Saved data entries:
= = = =
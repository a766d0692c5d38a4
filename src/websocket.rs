//! Binance stream ingest
//!
//! Maintains the upstream WebSocket connection: bounded connect, explicit
//! subscription frame, decode-and-publish loop, reconnect with capped
//! exponential backoff. Malformed frames are dropped without tearing the
//! stream down; a failed publish never blocks the decoder.

use futures_util::{SinkExt, StreamExt};
use std::sync::atomic::{AtomicBool, Ordering};
use std::sync::Arc;
use std::time::{Duration, SystemTime, UNIX_EPOCH};
use tokio::time::timeout;
use tokio_tungstenite::connect_async;
use tokio_tungstenite::tungstenite::Message;
use tokio_util::sync::CancellationToken;
use tracing::{debug, error, info, warn};

use crate::bus::{TickBus, MARKET_STREAM_CHANNEL};
use crate::config::Config;
use crate::metrics;
use crate::parser;

const CONNECT_TIMEOUT: Duration = Duration::from_secs(10);
const MAX_BACKOFF: Duration = Duration::from_secs(30);

/// Ingest feed holding the exchange connection lifecycle
pub struct BinanceFeed {
    config: Config,
    bus: Arc<dyn TickBus>,
    active: Arc<AtomicBool>,
}

impl BinanceFeed {
    pub fn new(config: Config, bus: Arc<dyn TickBus>) -> Self {
        Self {
            config,
            bus,
            active: Arc::new(AtomicBool::new(false)),
        }
    }

    /// Single-writer flag: true while a connection is established
    pub fn active_flag(&self) -> Arc<AtomicBool> {
        self.active.clone()
    }

    pub fn is_active(&self) -> bool {
        self.active.load(Ordering::Relaxed)
    }

    /// Connect-and-read loop until cancellation. Reconnects on every
    /// connection loss with capped exponential backoff.
    pub async fn run(self, cancel: CancellationToken) {
        let url = self.config.stream_url();
        info!(url = %url, symbols = ?self.config.binance_symbols, "starting ingest feed");

        let mut reconnect_attempt = 0u32;

        while !cancel.is_cancelled() {
            match timeout(CONNECT_TIMEOUT, connect_async(url.as_str())).await {
                Ok(Ok((mut stream, _response))) => {
                    reconnect_attempt = 0;
                    self.active.store(true, Ordering::Relaxed);
                    info!("connected to Binance stream");

                    if let Err(e) = stream.send(Message::Text(self.subscribe_frame())).await {
                        warn!(error = %e, "failed to send subscription frame");
                    } else {
                        info!(symbols = ?self.config.binance_symbols, "subscribed to ticker streams");
                    }

                    loop {
                        let frame = tokio::select! {
                            _ = cancel.cancelled() => {
                                let _ = stream.close(None).await;
                                break;
                            }
                            frame = stream.next() => frame,
                        };

                        let Some(frame) = frame else {
                            warn!("stream closed by remote");
                            break;
                        };

                        match frame {
                            Ok(Message::Text(payload)) => self.handle_frame(&payload).await,
                            Ok(Message::Binary(payload)) => {
                                if let Ok(text) = std::str::from_utf8(&payload) {
                                    self.handle_frame(text).await;
                                }
                            }
                            Ok(Message::Ping(payload)) => {
                                if stream.send(Message::Pong(payload)).await.is_err() {
                                    break;
                                }
                            }
                            Ok(Message::Close(_)) => {
                                info!("close frame received");
                                break;
                            }
                            Ok(_) => {}
                            Err(e) => {
                                warn!(error = %e, "websocket read error");
                                break;
                            }
                        }
                    }

                    self.active.store(false, Ordering::Relaxed);
                }
                Ok(Err(e)) => {
                    error!(error = %e, "failed to connect to Binance stream");
                }
                Err(_) => {
                    error!(timeout_secs = CONNECT_TIMEOUT.as_secs(), "connect timed out");
                }
            }

            if cancel.is_cancelled() {
                break;
            }

            reconnect_attempt = reconnect_attempt.saturating_add(1);
            let delay = reconnect_delay(reconnect_attempt);
            warn!(attempt = reconnect_attempt, delay_ms = delay.as_millis() as u64, "reconnecting");
            tokio::select! {
                _ = cancel.cancelled() => break,
                _ = tokio::time::sleep(delay) => {}
            }
        }

        self.active.store(false, Ordering::Relaxed);
        info!("ingest feed stopped");
    }

    async fn handle_frame(&self, payload: &str) {
        match parser::parse_frame(payload) {
            Ok(Some(tick)) => {
                metrics::TICKS_INGESTED.inc();
                debug!(symbol = %tick.symbol, price = %tick.price, "tick decoded");

                if let Err(e) = self.bus.publish(MARKET_STREAM_CHANNEL, &tick).await {
                    warn!(symbol = %tick.symbol, error = %e, "failed to publish tick");
                } else {
                    metrics::TICKS_PUBLISHED.inc();
                }
            }
            Ok(None) => {}
            Err(e) => {
                warn!(error = %e, "dropping malformed frame");
            }
        }
    }

    /// `{"method":"SUBSCRIBE","params":["btcusdt@ticker",...],"id":1}`
    fn subscribe_frame(&self) -> String {
        let params: Vec<String> = self
            .config
            .binance_symbols
            .iter()
            .map(|s| format!("{}usdt@ticker", s.trim().to_lowercase()))
            .collect();

        serde_json::json!({
            "method": "SUBSCRIBE",
            "params": params,
            "id": 1,
        })
        .to_string()
    }
}

fn reconnect_delay(attempt: u32) -> Duration {
    let exponent = attempt.min(6);
    let base_ms = 500u64.saturating_mul(1u64 << exponent);
    let jitter_ms = now_unix_ms() % 250;
    Duration::from_millis(base_ms.saturating_add(jitter_ms)).min(MAX_BACKOFF)
}

fn now_unix_ms() -> u64 {
    SystemTime::now()
        .duration_since(UNIX_EPOCH)
        .map(|d| d.as_millis() as u64)
        .unwrap_or(0)
}
//! Monte Carlo price-path simulation
//!
//! Geometric Brownian motion over daily steps. Terminal prices feed the
//! probability estimates, VaR/CVaR and the percentile ladder. Outputs are
//! deterministic only when the caller supplies a seeded RNG.

use rand::Rng;
use rand_distr::StandardNormal;
use std::cmp::Ordering;

use super::bayes::TRADING_DAYS;
use super::stats;
use crate::model::{scaled, MonteCarloResults, PercentileLevel, SCALE};

const PERCENTILE_LEVELS: [u32; 5] = [5, 25, 50, 75, 95];
const TAIL_ALPHA: f64 = 0.05;

#[derive(Debug, Clone)]
pub struct MonteCarloSimulator {
    simulations: usize,
    horizon_days: usize,
}

impl MonteCarloSimulator {
    pub fn new(simulations: usize, horizon_days: usize) -> Self {
        Self {
            simulations,
            horizon_days,
        }
    }

    /// Simulate with an OS-seeded RNG
    pub fn simulate(&self, current_price: f64, drift: f64, volatility: f64) -> MonteCarloResults {
        let mut rng = rand::thread_rng();
        self.simulate_with(&mut rng, current_price, drift, volatility)
    }

    /// Simulate with a caller-provided RNG; seed it for reproducible output
    pub fn simulate_with<R: Rng + ?Sized>(
        &self,
        rng: &mut R,
        current_price: f64,
        drift: f64,
        volatility: f64,
    ) -> MonteCarloResults {
        if self.simulations == 0
            || current_price <= 0.0
            || !current_price.is_finite()
            || !drift.is_finite()
            || !volatility.is_finite()
        {
            return MonteCarloResults::default_for(self.simulations);
        }

        let s0 = current_price;
        let dt = 1.0 / TRADING_DAYS;
        let drift_term = (drift - 0.5 * volatility * volatility) * dt;
        let diffusion = volatility * dt.sqrt();

        let mut terminal_prices = Vec::with_capacity(self.simulations);
        let mut count_up = 0usize;
        let mut count_down = 0usize;

        for _ in 0..self.simulations {
            let mut price = s0;
            for _ in 0..self.horizon_days {
                let z: f64 = rng.sample(StandardNormal);
                price *= (drift_term + diffusion * z).exp();
            }
            terminal_prices.push(price);

            if price > s0 {
                count_up += 1;
            } else {
                // Equality counts toward the downside
                count_down += 1;
            }
        }

        terminal_prices.sort_by(|a, b| a.partial_cmp(b).unwrap_or(Ordering::Equal));

        let probability_up = count_up as f64 / self.simulations as f64;
        let probability_down = count_down as f64 / self.simulations as f64;
        let expected_return = (stats::mean(&terminal_prices) - s0) / s0;

        let var95 = s0 - tail_value(&terminal_prices, 0.05);
        let var99 = s0 - tail_value(&terminal_prices, 0.01);
        let cvar = conditional_var(&terminal_prices, s0, TAIL_ALPHA);

        let percentiles = PERCENTILE_LEVELS
            .iter()
            .map(|&level| PercentileLevel {
                level,
                value: scaled(tail_value(&terminal_prices, level as f64 / 100.0), SCALE),
            })
            .collect();

        MonteCarloResults {
            simulations: self.simulations,
            probability_up: scaled(probability_up, SCALE),
            probability_down: scaled(probability_down, SCALE),
            expected_return: scaled(expected_return, SCALE),
            value_at_risk95: scaled(var95, SCALE),
            value_at_risk99: scaled(var99, SCALE),
            conditional_var: scaled(cvar, SCALE),
            percentiles,
        }
    }
}

impl Default for MonteCarloSimulator {
    fn default() -> Self {
        Self::new(10_000, 7)
    }
}

fn tail_value(sorted: &[f64], fraction: f64) -> f64 {
    let index = ((sorted.len() as f64 * fraction) as usize).min(sorted.len() - 1);
    sorted[index]
}

/// Expected shortfall: mean loss over the worst `alpha` fraction of outcomes
fn conditional_var(sorted: &[f64], current_price: f64, alpha: f64) -> f64 {
    let cutoff = (sorted.len() as f64 * alpha) as usize;
    if cutoff == 0 {
        return 0.0;
    }

    let total: f64 = sorted[..cutoff].iter().map(|p| current_price - p).sum();
    total / cutoff as f64
}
= = = =
▶ **Required work**
Copy exactly the lines above, from the one containing "sorted[index]" through the very last line.

▶ **Your solution**
    sorted[index]
}

/// Expected shortfall: mean loss over the worst `alpha` fraction of outcomes
fn conditional_var(sorted: &[f64], current_price: f64, alpha: f64) -> f64 {
    let cutoff = (sorted.len() as f64 * alpha) as usize;
    if cutoff == 0 {
        return 0.0;
    }

    let total: f64 = sorted[..cutoff].iter().map(|p| current_price - p).sum();
    total / cutoff as f64
}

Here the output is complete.